*EXERCISE AIM:* Only the lines from the start of the data through the one containing "transaction. A duplicate" belong in your answer; return them exactly.

*EXTRACTED INFORMATION:*
[Start of section]

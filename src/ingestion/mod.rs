//! Event ingestion: pricing, append and rollup increment as one unit
//!
//! Every accepted event is priced, appended to `usage_events` and added to its
//! daily rollup inside a single database transaction. A duplicate
//! `(id, timestamp)` is acknowledged without touching the rollup.

pub mod config;
mod types;

pub use types::{IngestReceipt, UsageEventInput};

use crate::aggregation::{RollupDelta, RollupKey};
use crate::config::Config;
use crate::database::entities::NewUsageEvent;
use crate::database::{AppendOutcome, DatabaseManager, EventsDao, RollupsDao, StoreError};
use crate::pricing::{CostBreakdown, PricingError, PricingTable, UnknownModelPolicy};
use chrono::{DateTime, SubsecRound, Utc};
use sea_orm::{ConnectionTrait, TransactionTrait};
use std::sync::Arc;
use thiserror::Error;
use tracing::{debug, error, info, warn};
use uuid::Uuid;

#[derive(Error, Debug)]
pub enum IngestError {
    #[error("Unknown model: {0}")]
    UnknownModel(String),
    #[error("Invalid event: {0}")]
    Validation(String),
    #[error("Inconsistent cost: {0}")]
    InconsistentCost(String),
    #[error("Unknown customer: {0}")]
    UnknownCustomer(Uuid),
    #[error("Failed to update cost rollup: {0}")]
    AggregationFailure(String),
    #[error("Database error: {0}")]
    Database(String),
    #[error("Event {index} rejected: {source}")]
    InBatch {
        index: usize,
        #[source]
        source: Box<IngestError>,
    },
}

impl IngestError {
    /// The underlying error of a batch item, or `self`
    pub fn root(&self) -> &IngestError {
        match self {
            IngestError::InBatch { source, .. } => source.root(),
            other => other,
        }
    }

    fn at_index(self, index: usize) -> Self {
        IngestError::InBatch {
            index,
            source: Box::new(self),
        }
    }
}

impl From<StoreError> for IngestError {
    fn from(err: StoreError) -> Self {
        match err {
            StoreError::UnknownCustomer(id) => IngestError::UnknownCustomer(id),
            StoreError::Validation(msg) => IngestError::Validation(msg),
            err @ StoreError::InconsistentCost { .. } => {
                IngestError::InconsistentCost(err.to_string())
            }
            StoreError::Database(e) => IngestError::Database(e.to_string()),
        }
    }
}

impl From<sea_orm::DbErr> for IngestError {
    fn from(err: sea_orm::DbErr) -> Self {
        IngestError::Database(err.to_string())
    }
}

/// Single write path for usage events and their rollups
pub struct IngestionService {
    database: Arc<dyn DatabaseManager>,
    pricing: Arc<PricingTable>,
    unknown_model_policy: UnknownModelPolicy,
    max_batch_size: usize,
}

impl IngestionService {
    pub fn new(
        database: Arc<dyn DatabaseManager>,
        pricing: Arc<PricingTable>,
        config: &Config,
    ) -> Self {
        Self {
            database,
            pricing,
            unknown_model_policy: config.pricing.unknown_model_policy,
            max_batch_size: config.ingestion.max_batch_size,
        }
    }

    pub fn max_batch_size(&self) -> usize {
        self.max_batch_size
    }

    /// Price and store one event for `customer_id`
    pub async fn ingest(
        &self,
        customer_id: Uuid,
        input: UsageEventInput,
    ) -> Result<IngestReceipt, IngestError> {
        let event = self.prepare(customer_id, input, Utc::now())?;

        let txn = self.database.connection().begin().await?;
        let outcome = write_event(&txn, &event).await?;
        txn.commit().await?;

        log_outcome(&event, outcome);
        Ok(receipt(&event, outcome))
    }

    /// Store a batch atomically: either every event is stored or none is.
    /// The error of the first failing event carries its position in the batch.
    pub async fn ingest_batch(
        &self,
        customer_id: Uuid,
        inputs: Vec<UsageEventInput>,
    ) -> Result<Vec<IngestReceipt>, IngestError> {
        if inputs.is_empty() {
            return Err(IngestError::Validation("batch is empty".to_string()));
        }
        if inputs.len() > self.max_batch_size {
            return Err(IngestError::Validation(format!(
                "batch of {} events exceeds the limit of {}",
                inputs.len(),
                self.max_batch_size
            )));
        }

        let now = Utc::now();
        let events = inputs
            .into_iter()
            .enumerate()
            .map(|(index, input)| {
                self.prepare(customer_id, input, now)
                    .map_err(|e| e.at_index(index))
            })
            .collect::<Result<Vec<_>, _>>()?;

        let txn = self.database.connection().begin().await?;
        let mut outcomes = Vec::with_capacity(events.len());
        for (index, event) in events.iter().enumerate() {
            let outcome = write_event(&txn, event)
                .await
                .map_err(|e| e.at_index(index))?;
            outcomes.push(outcome);
        }
        txn.commit().await?;

        let duplicates = outcomes
            .iter()
            .filter(|o| **o == AppendOutcome::Duplicate)
            .count();
        info!(
            customer_id = %customer_id,
            events = events.len(),
            duplicates,
            "Ingested event batch"
        );

        Ok(events
            .iter()
            .zip(outcomes)
            .map(|(event, outcome)| receipt(event, outcome))
            .collect())
    }

    /// Validate and price an input. Nothing touches the database here.
    fn prepare(
        &self,
        customer_id: Uuid,
        input: UsageEventInput,
        now: DateTime<Utc>,
    ) -> Result<NewUsageEvent, IngestError> {
        let model = input.model.trim().to_string();
        if model.is_empty() {
            return Err(IngestError::Validation("model is required".to_string()));
        }
        if input.input_tokens < 0 || input.output_tokens < 0 {
            return Err(IngestError::Validation(
                "input_tokens and output_tokens must not be negative".to_string(),
            ));
        }

        let (cost, priced) = match self
            .pricing
            .compute_cost(&model, input.input_tokens, input.output_tokens)
        {
            Ok(cost) => (cost, true),
            Err(PricingError::UnknownModel(name))
                if self.unknown_model_policy == UnknownModelPolicy::RecordUnpriced =>
            {
                warn!(model = %name, "Recording event for unpriced model");
                (CostBreakdown::zero(), false)
            }
            Err(PricingError::UnknownModel(name)) => return Err(IngestError::UnknownModel(name)),
            Err(e) => return Err(IngestError::Validation(e.to_string())),
        };

        Ok(NewUsageEvent {
            id: input.id.unwrap_or_else(Uuid::new_v4),
            customer_id,
            // Stored precision is microseconds on every backend; truncating here keeps
            // a retried (id, timestamp) pair byte-identical
            timestamp: input.timestamp.unwrap_or(now).trunc_subsecs(6),
            model,
            input_tokens: input.input_tokens,
            output_tokens: input.output_tokens,
            cost,
            priced,
            duration_ms: input.duration_ms,
            user_id: non_empty(input.user_id),
            feature: non_empty(input.feature),
            metadata: input
                .metadata
                .unwrap_or_else(|| serde_json::Value::Object(Default::default())),
        })
    }
}

/// Append the event and, if it was new, add it to its rollup
async fn write_event<C: ConnectionTrait>(
    conn: &C,
    event: &NewUsageEvent,
) -> Result<AppendOutcome, IngestError> {
    let outcome = EventsDao::append(conn, event).await?;
    if outcome == AppendOutcome::Duplicate {
        return Ok(outcome);
    }

    let key = RollupKey::for_event(event);
    let delta = RollupDelta::for_event(event).ok_or_else(|| {
        IngestError::AggregationFailure(format!("cost of event {} out of range", event.id))
    })?;

    RollupsDao::increment(conn, &key, &delta)
        .await
        .map_err(|e| {
            error!(
                event_id = %event.id,
                customer_id = %event.customer_id,
                error = %e,
                "Rollup increment failed, rolling back event"
            );
            IngestError::AggregationFailure(e.to_string())
        })?;

    Ok(outcome)
}

fn non_empty(value: Option<String>) -> Option<String> {
    value.filter(|v| !v.is_empty())
}

fn receipt(event: &NewUsageEvent, outcome: AppendOutcome) -> IngestReceipt {
    IngestReceipt {
        id: event.id,
        timestamp: event.timestamp,
        input_cost: event.cost.input_cost,
        output_cost: event.cost.output_cost,
        total_cost: event.cost.total_cost,
        priced: event.priced,
        duplicate: outcome == AppendOutcome::Duplicate,
    }
}

fn log_outcome(event: &NewUsageEvent, outcome: AppendOutcome) {
    match outcome {
        AppendOutcome::Inserted => debug!(
            event_id = %event.id,
            customer_id = %event.customer_id,
            model = %event.model,
            total_cost = %event.cost.total_cost,
            "Ingested usage event"
        ),
        AppendOutcome::Duplicate => info!(
            event_id = %event.id,
            customer_id = %event.customer_id,
            "Duplicate usage event acknowledged"
        ),
    }
}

[End of section]

*TASK SOLUTION:*
filename src/ingestion/mod.rs
//! Event ingestion: pricing, append and rollup increment as one unit
//!
//! Every accepted event is priced, appended to `usage_events` and added to its
//! daily rollup inside a single database transaction. A duplicate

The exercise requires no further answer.